LigaIDN – Sekitar sebulan lalu, Arsenal berada di jalur yang tampak nyaris sempurna. Mereka memimpin persaingan di Premier League, masih bertahan di Liga Champions, dan juga melaju di dua kompetisi domestik, Carabao Cup serta FA Cup.
Alhasil, dalam banyak analisis sepak bola Inggris, tim asuhan Mikel Arteta bahkan mulai disebut sebagai kandidat serius untuk meraih quadruple. Namun, dalam waktu yang sangat singkat, narasi itu runtuh.
Arsenal lebih dulu gagal mengangkat trofi Carabao Cup setelah kalah 0-2 dari Manchester City pada final di Wembley, 22 Maret 2026. Kekalahan tersebut menjadi pukulan pertama bagi ambisi besar mereka musim ini.
Belum sempat benar-benar bangkit dari kekecewaan itu, pukulan berikutnya datang di FA Cup. Minggu, 5 April 2026, Arsenal secara mengejutkan disingkirkan Southampton dengan skor 1-2 pada laga perempat final di St Marys Stadium.

Southampton membuka keunggulan lebih dulu melalui Ross Stewart. Arsenal sempat membalas lewat Viktor Gyokeres, tetapi gol Shea Charles memastikan kemenangan tuan rumah sekaligus mengakhiri perjalanan The Gunners di kompetisi tersebut.
Situasi ini terasa kontras dengan kondisi Arsenal beberapa minggu sebelumnya. Ketika performa mereka stabil dan konsisten, pembicaraan tentang quadruple bukanlah sesuatu yang berlebihan.
Arsenal tampil dominan dalam banyak pertandingan. Mereka memiliki kedalaman skuad yang cukup baik serta permainan kolektif yang matang.
Kombinasi penguasaan bola, pressing agresif, dan kreativitas lini tengah membuat mereka tampak seperti tim yang siap bersaing di semua kompetisi.
Kekalahan di final Carabao Cup memunculkan kritik terhadap beberapa keputusan Mikel Arteta, termasuk pemilihan pemain dan pendekatan taktik di laga final.
Tak lama setelah itu, kekalahan dari Southampton kembali memperlihatkan masalah lain, yaitu kesalahan defensif dan kegagalan memaksimalkan peluang.
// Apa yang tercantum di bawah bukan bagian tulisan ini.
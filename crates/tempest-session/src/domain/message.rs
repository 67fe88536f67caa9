//! Lifecycle notices published on the session hubs.

use chrono::{DateTime, Utc};
use serde::{Deserialize, Serialize};
use thiserror::Error;

/// Text of the status message published after a successful connect.
pub const CONNECTED: &str = "connected";

/// Text of the status message published after an explicit disconnect.
pub const DISCONNECTED: &str = "disconnected";

/// Text of the message published when the connection ends on its own.
pub const CONNECTION_CLOSED: &str = "connection closed";

/// Category of a general message.
#[derive(Clone, Copy, Debug, PartialEq, Eq, Hash, Serialize, Deserialize)]
#[serde(rename_all = "lowercase")]
pub enum MessageKind {
    /// Connect / explicit disconnect notices
    Status,
    /// The connection ended without a disconnect request
    Disconnect,
}

impl MessageKind {
    /// Wire name of the kind.
    pub fn as_str(&self) -> &'static str {
        match self {
            Self::Status => "status",
            Self::Disconnect => "disconnect",
        }
    }
}

/// General status update published on the message hub.
#[derive(Clone, Debug, PartialEq, Eq, Serialize, Deserialize)]
pub struct Message {
    pub kind: MessageKind,
    pub message: String,
    #[serde(default, skip_serializing_if = "Option::is_none")]
    pub error: Option<String>,
    pub timestamp: DateTime<Utc>,
}

impl Message {
    /// Status message stamped with the current time.
    pub fn status(message: impl Into<String>) -> Self {
        Self {
            kind: MessageKind::Status,
            message: message.into(),
            error: None,
            timestamp: Utc::now(),
        }
    }

    /// Notice that the connection ended on its own.
    pub fn connection_closed(cause: &DisconnectCause) -> Self {
        Self {
            kind: MessageKind::Disconnect,
            message: CONNECTION_CLOSED.to_string(),
            error: Some(cause.to_string()),
            timestamp: Utc::now(),
        }
    }

    /// Attach an error description.
    #[must_use]
    pub fn with_error(mut self, error: impl Into<String>) -> Self {
        self.error = Some(error.into());
        self
    }
}

/// Terminal value published once per cycle on the disconnect hub.
#[derive(Clone, Debug, PartialEq, Eq, Hash, Error, Serialize, Deserialize)]
#[serde(tag = "cause", rename_all = "snake_case")]
pub enum DisconnectCause {
    /// The session was ended by an explicit disconnect
    #[error("session cancelled")]
    Cancelled,

    /// The connection reported its own end
    #[error("connection closed: {reason}")]
    Closed { reason: String },

    /// The termination signal went away without reporting a cause
    #[error("termination signal lost")]
    SignalLost,
}

impl DisconnectCause {
    /// Cause reported by the connection itself.
    pub fn closed(reason: impl Into<String>) -> Self {
        Self::Closed {
            reason: reason.into(),
        }
    }

    /// Short label used in logs and metrics.
    pub fn label(&self) -> &'static str {
        match self {
            Self::Cancelled => "cancelled",
            Self::Closed { .. } => "closed",
            Self::SignalLost => "signal_lost",
        }
    }

    /// Whether the session ended because somebody asked for it.
    pub fn is_requested(&self) -> bool {
        matches!(self, Self::Cancelled)
    }
}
Quadruple Batal, Treble Gagal
Dalam dua pertandingan krusial tersebut, Arsenal bukan hanya kalah. Mereka terlihat rapuh pada momen-momen yang menentukan.
Situasi ini juga tidak lepas dari padatnya jadwal pertandingan yang harus dihadapi Arsenal. Sebagai tim yang bersaing di berbagai kompetisi, rotasi pemain menjadi sesuatu yang tidak terhindarkan.
Beberapa perubahan komposisi tim terlihat dalam pertandingan FA Cup. Keputusan itu sebagian dipengaruhi kebutuhan menjaga kebugaran pemain inti di tengah jadwal yang sangat padat.
Di atas kertas, rotasi merupakan langkah yang wajar. Namun, risikonya juga jelas, yaitu stabilitas permainan bisa terganggu, terutama ketika laga yang dihadapi memiliki tekanan besar.
Kondisi tersebut terlihat ketika Arsenal menghadapi Southampton. Beberapa kesalahan individu dan kurangnya efektivitas di depan gawang akhirnya menjadi faktor yang menentukan hasil pertandingan.
TERSEDIA JUGA LIVE STREAMING BOLA

(1) – Bonus New Member Slot Games 15% ( Syarat TO 3x ) MAX Bonus 100RB
(2) – Bonus Deposit Harian 10% All Games MAX Bonus 200RB
(3) – Bonus Cashback Up To 5% ( Sportbook, Sabung Ayam,Slot Games & Casino Games )
– Bonus Rollingan 1% ( Live Casino )
– Bonus Refferal Khusus 2.5% Bagi Bosku, yang Ajak Teman2 bermain di
syarat : Minimal Kekalahan Teman 500rb (totalan dari all game)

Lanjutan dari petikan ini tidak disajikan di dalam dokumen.